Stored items

╭──

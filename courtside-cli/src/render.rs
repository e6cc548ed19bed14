use courtside_core::{BracketMatch, BracketTree};
use courtside_session::ContactDirectory;

pub fn print_bracket(tree: &BracketTree) {
    for (index, round) in tree.rounds().iter().enumerate() {
        println!("Round {}", index + 1);

        if index == 0 && !tree.bye_players().is_empty() {
            println!("  byes: {}", tree.bye_players().join(", "));
        }

        for (slot, m) in round.iter().enumerate() {
            print_match(slot, m);
        }

        println!();
    }
}

fn print_match(slot: usize, m: &BracketMatch) {
    let mut line = format!(
        "  [{}] {} {} - {} {}",
        slot,
        m.player1,
        score(&m.score1),
        score(&m.score2),
        m.player2
    );

    if let Some(winner) = &m.winner {
        line.push_str(&format!("  winner: {winner}"));
    }

    if !m.scheduled_time.is_empty() {
        line.push_str(&format!("  @ {}", m.scheduled_time));
    }

    println!("{line}");
}

fn score(score: &str) -> &str {
    if score.is_empty() {
        "-"
    } else {
        score
    }
}

pub fn print_contacts(contacts: &ContactDirectory) {
    if contacts.is_empty() {
        println!("no contacts available");
        return;
    }

    for (player, info) in contacts {
        let mut line = player.clone();

        if !info.email.is_empty() {
            line.push_str(&format!("  {}", info.email));
        }

        if !info.phone.is_empty() {
            line.push_str(&format!("  {}", info.phone));
        }

        println!("{line}");
    }
}
mod render;

use std::path::PathBuf;
use std::process::ExitCode;

use clap::{Parser, Subcommand, ValueEnum};
use courtside_core::Side;
use courtside_session::{
    logger, Command as Operation, Config, ContactDirectory, Credentials, FsStore, Outcome,
    Session, StaticProvider,
};

#[derive(Debug, Parser)]
#[clap(version, about)]
pub struct Args {
    /// Path to the config file.
    #[clap(short, long, default_value = "config.toml")]
    config: PathBuf,
    #[clap(short, long)]
    email: Option<String>,
    #[clap(short, long)]
    password: Option<String>,
    #[clap(subcommand)]
    command: Command,
}

#[derive(Debug, Subcommand)]
pub enum Command {
    /// Print the current bracket.
    Show,
    /// Print the contact directory.
    Contacts,
    /// Record (or unselect) the winner of a match.
    SelectWinner {
        round: usize,
        slot: usize,
        candidate: String,
    },
    /// Overwrite the score on one side of a match.
    EditScore {
        round: usize,
        slot: usize,
        side: SideArg,
        value: String,
    },
    /// Overwrite the scheduled time of a match.
    EditTime {
        round: usize,
        slot: usize,
        value: String,
    },
    /// Overwrite a player name. The spot keeps the name from then on.
    EditName {
        round: usize,
        slot: usize,
        side: SideArg,
        name: String,
    },
    /// Clear the whole bracket back to the seeded state.
    Reset,
}

#[derive(Copy, Clone, Debug, ValueEnum)]
pub enum SideArg {
    Player1,
    Player2,
}

impl From<SideArg> for Side {
    fn from(side: SideArg) -> Self {
        match side {
            SideArg::Player1 => Side::Player1,
            SideArg::Player2 => Side::Player2,
        }
    }
}

#[tokio::main]
async fn main() -> ExitCode {
    let args = Args::parse();

    let config = match Config::from_file(&args.config).await {
        Ok(config) => config.with_environment(),
        Err(err) => {
            eprintln!("Failed to read {}: {}", args.config.display(), err);
            return ExitCode::FAILURE;
        }
    };

    logger::init(config.loglevel);

    let store = FsStore::new(&config.store.root);

    let provider = match StaticProvider::from_file(&config.store.users).await {
        Ok(provider) => provider,
        Err(err) => {
            eprintln!("Failed to read {}: {}", config.store.users.display(), err);
            return ExitCode::FAILURE;
        }
    };

    let session = match Session::open(
        store,
        provider,
        config.tournament.key.clone(),
        config.tournament.sport.clone(),
        config.tournament.entrants.clone(),
    )
    .await
    {
        Ok(session) => session,
        Err(err) => {
            eprintln!("Failed to open bracket {}: {}", config.tournament.key, err);
            return ExitCode::FAILURE;
        }
    };

    if let Some((email, password)) = args.email.zip(args.password) {
        match session.sign_in(&Credentials { email, password }).await {
            Ok(role) => println!("Signed in ({role})"),
            Err(err) => {
                eprintln!("Failed to sign in: {err}");
                return ExitCode::FAILURE;
            }
        }
    }

    let operation = match args.command {
        Command::Show => {
            render::print_bracket(&session.snapshot());
            return ExitCode::SUCCESS;
        }
        Command::Contacts => {
            let contacts = session.load_contacts(&ContactDirectory::new()).await;
            render::print_contacts(&contacts);
            return ExitCode::SUCCESS;
        }
        Command::SelectWinner {
            round,
            slot,
            candidate,
        } => Operation::SelectWinner {
            round,
            slot,
            candidate,
        },
        Command::EditScore {
            round,
            slot,
            side,
            value,
        } => Operation::EditScore {
            round,
            slot,
            side: side.into(),
            value,
        },
        Command::EditTime { round, slot, value } => Operation::EditTime { round, slot, value },
        Command::EditName {
            round,
            slot,
            side,
            name,
        } => Operation::EditName {
            round,
            slot,
            side: side.into(),
            name,
        },
        Command::Reset => Operation::Reset,
    };

    match session.apply(operation) {
        Outcome::Applied => {
            // The session already dispatched a background save; await one
            // explicitly so a one-shot process doesn't exit before the
            // write lands.
            if let Err(err) = session.save().await {
                eprintln!("Bracket changed but not synced: {err}");
            }

            render::print_bracket(&session.snapshot());
            ExitCode::SUCCESS
        }
        Outcome::Denied(reason) => {
            println!("{reason}");
            ExitCode::FAILURE
        }
    }
}
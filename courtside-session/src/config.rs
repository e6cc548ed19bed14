use std::env;
use std::io;
use std::path::{Path, PathBuf};

use log::LevelFilter;
use serde::{Deserialize, Serialize};
use thiserror::Error;
use tokio::fs::File;
use tokio::io::AsyncReadExt;

macro_rules! from_environment {
    ($config:expr, $($key:expr, $name:tt),*$(,)?) => {{
        $(
            {
                if let Ok(value) = env::var($key) {
                    if let Ok(value) = value.parse() {
                        $config.$name = value;
                    }
                }
            }
        )*
    }};
}

#[derive(Clone, Debug, Serialize, Deserialize)]
pub struct Config {
    pub loglevel: LevelFilter,
    pub store: Store,
    pub tournament: Tournament,
}

impl Config {
    pub async fn from_file<P>(path: P) -> Result<Self, ConfigError>
    where
        P: AsRef<Path>,
    {
        let mut file = File::open(path).await?;

        let mut buf = Vec::new();
        file.read_to_end(&mut buf).await?;

        Ok(toml::from_slice(&buf)?)
    }

    pub fn with_environment(mut self) -> Self {
        from_environment!(self, "CS_LOGLEVEL", loglevel);
        self.store = self.store.with_environment();
        self.tournament = self.tournament.with_environment();

        self
    }
}

impl Default for Config {
    fn default() -> Self {
        Self {
            loglevel: LevelFilter::Info,
            store: Store::default(),
            tournament: Tournament::default(),
        }
    }
}

/// Location of the document store and the credential list.
#[derive(Clone, Debug, Serialize, Deserialize)]
pub struct Store {
    pub root: PathBuf,
    pub users: PathBuf,
}

impl Store {
    pub fn with_environment(mut self) -> Self {
        from_environment!(self, "CS_STORE_ROOT", root, "CS_STORE_USERS", users);

        self
    }
}

impl Default for Store {
    fn default() -> Self {
        Self {
            root: "store".into(),
            users: "users.json".into(),
        }
    }
}

/// The tournament this session edits.
///
/// `key` addresses the bracket document, `sport` addresses the contact
/// directory shared by every bracket of the same sport. `entrants` is only
/// used to seed the bracket on the first ever load.
#[derive(Clone, Debug, Default, Serialize, Deserialize)]
pub struct Tournament {
    pub key: String,
    pub sport: String,
    #[serde(default)]
    pub entrants: Vec<String>,
}

impl Tournament {
    pub fn with_environment(mut self) -> Self {
        from_environment!(self, "CS_TOURNAMENT", key, "CS_SPORT", sport);

        self
    }
}

#[derive(Debug, Error)]
pub enum ConfigError {
    #[error(transparent)]
    Io(#[from] io::Error),
    #[error(transparent)]
    Toml(#[from] toml::de::Error),
}

#[cfg(test)]
mod tests {
    use super::Config;

    #[test]
    fn test_config_parse() {
        let input = r#"
loglevel = "debug"

[store]
root = "/var/lib/courtside"
users = "/etc/courtside/users.json"

[tournament]
key = "chess"
sport = "chess"
entrants = ["Ana", "Ben", "Cleo", "Dev", "Edo"]
"#;

        let config: Config = toml::from_str(input).unwrap();
        assert_eq!(config.loglevel, log::LevelFilter::Debug);
        assert_eq!(config.tournament.key, "chess");
        assert_eq!(config.tournament.entrants.len(), 5);
    }

    #[test]
    fn test_config_environment_override() {
        let config: Config = toml::from_str(
            r#"
loglevel = "info"

[store]
root = "store"
users = "users.json"

[tournament]
key = "chess"
sport = "chess"
"#,
        )
        .unwrap();

        std::env::set_var("CS_TOURNAMENT", "foosball");
        let config = config.with_environment();
        std::env::remove_var("CS_TOURNAMENT");

        assert_eq!(config.tournament.key, "foosball");
    }
}
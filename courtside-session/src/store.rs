use std::collections::HashMap;
use std::future::Future;
use std::io;
use std::path::{Component, Path, PathBuf};
use std::sync::Arc;

use courtside_core::{BracketMatch, BracketTree};
use parking_lot::RwLock;
use serde::{Deserialize, Serialize};
use serde_json::Value;
use thiserror::Error;

#[derive(Debug, Error)]
pub enum StoreError {
    #[error("{0}")]
    Io(#[from] io::Error),
    #[error("malformed document: {0}")]
    Json(#[from] serde_json::Error),
    #[error("invalid document key: {0}")]
    InvalidKey(String),
}

/// A hierarchical key-value document store.
///
/// Documents are whole JSON values addressed by a `/`-separated key. Reads
/// fetch the whole document, writes overwrite it wholesale; no partial-field
/// updates exist at this boundary.
pub trait DocumentStore: Send + Sync + 'static {
    /// Fetches the document at `key`, or `None` if nothing was ever stored
    /// there.
    fn get(&self, key: &str) -> impl Future<Output = Result<Option<Value>, StoreError>> + Send;

    /// Overwrites the document at `key`.
    fn put(&self, key: &str, document: Value) -> impl Future<Output = Result<(), StoreError>> + Send;
}

// Allows sharing one store between sessions, e.g. several tournaments of the
// same sport backed by the same root.
impl<S> DocumentStore for Arc<S>
where
    S: DocumentStore,
{
    async fn get(&self, key: &str) -> Result<Option<Value>, StoreError> {
        (**self).get(key).await
    }

    async fn put(&self, key: &str, document: Value) -> Result<(), StoreError> {
        (**self).put(key, document).await
    }
}

/// Key of the bracket document for a tournament.
pub fn bracket_key(tournament: &str) -> String {
    format!("tournaments/{tournament}")
}

/// Key of the contact directory shared by all brackets of a sport.
pub fn contacts_key(sport: &str) -> String {
    format!("contacts/{sport}")
}

/// Key of the stored role of a user.
pub fn role_key(user_id: &str) -> String {
    format!("users/{user_id}/role")
}

/// The stored form of a [`BracketTree`].
///
/// Documents are validated on the way back in: [`into_tree`] routes through
/// [`BracketTree::resume`], so a malformed or truncated document is rejected
/// instead of becoming an inconsistent in-memory bracket.
///
/// [`into_tree`]: Self::into_tree
#[derive(Clone, Debug, Serialize, Deserialize)]
pub struct BracketDocument {
    pub bracket_size: usize,
    #[serde(default)]
    pub bye_players: Vec<String>,
    pub rounds: Vec<Vec<BracketMatch>>,
}

impl BracketDocument {
    pub fn into_tree(self) -> courtside_core::Result<BracketTree> {
        BracketTree::resume(self.bracket_size, self.bye_players, self.rounds)
    }
}

impl From<&BracketTree> for BracketDocument {
    fn from(tree: &BracketTree) -> Self {
        let (bracket_size, bye_players, rounds) = tree.clone().into_parts();

        Self {
            bracket_size,
            bye_players,
            rounds,
        }
    }
}

/// An in-memory [`DocumentStore`], mainly useful for tests.
#[derive(Clone, Debug, Default)]
pub struct MemoryStore {
    documents: Arc<RwLock<HashMap<String, Value>>>,
}

impl MemoryStore {
    #[inline]
    pub fn new() -> Self {
        Self::default()
    }
}

impl DocumentStore for MemoryStore {
    async fn get(&self, key: &str) -> Result<Option<Value>, StoreError> {
        Ok(self.documents.read().get(key).cloned())
    }

    async fn put(&self, key: &str, document: Value) -> Result<(), StoreError> {
        self.documents.write().insert(key.to_owned(), document);
        Ok(())
    }
}

/// A [`DocumentStore`] that keeps one JSON file per key below a root
/// directory.
#[derive(Clone, Debug)]
pub struct FsStore {
    root: PathBuf,
}

impl FsStore {
    pub fn new<P>(root: P) -> Self
    where
        P: Into<PathBuf>,
    {
        Self { root: root.into() }
    }

    fn path_for(&self, key: &str) -> Result<PathBuf, StoreError> {
        let relative = Path::new(key);

        let plain = !key.is_empty()
            && relative
                .components()
                .all(|c| matches!(c, Component::Normal(_)));
        if !plain {
            return Err(StoreError::InvalidKey(key.to_owned()));
        }

        Ok(self.root.join(format!("{key}.json")))
    }
}

impl DocumentStore for FsStore {
    async fn get(&self, key: &str) -> Result<Option<Value>, StoreError> {
        let path = self.path_for(key)?;

        match tokio::fs::read(&path).await {
            Ok(buf) => Ok(Some(serde_json::from_slice(&buf)?)),
            Err(err) if err.kind() == io::ErrorKind::NotFound => Ok(None),
            Err(err) => Err(err.into()),
        }
    }

    async fn put(&self, key: &str, document: Value) -> Result<(), StoreError> {
        let path = self.path_for(key)?;

        if let Some(parent) = path.parent() {
            tokio::fs::create_dir_all(parent).await?;
        }

        let buf = serde_json::to_vec(&document)?;
        tokio::fs::write(&path, buf).await?;

        Ok(())
    }
}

╰──

Work item:
From the entries above, restate word for word the lines from the line containing "logger::init(config.loglevel);" to the line containing "to open bracket", both ends included, and nothing more.

Response:
    logger::init(config.loglevel);

    let store = FsStore::new(&config.store.root);

    let provider = match StaticProvider::from_file(&config.store.users).await {
        Ok(provider) => provider,
        Err(err) => {
            eprintln!("Failed to read {}: {}", config.store.users.display(), err);
            return ExitCode::FAILURE;
        }
    };

    let session = match Session::open(
        store,
        provider,
        config.tournament.key.clone(),
        config.tournament.sport.clone(),
        config.tournament.entrants.clone(),
    )
    .await
    {
        Ok(session) => session,
        Err(err) => {
            eprintln!("Failed to open bracket {}: {}", config.tournament.key, err);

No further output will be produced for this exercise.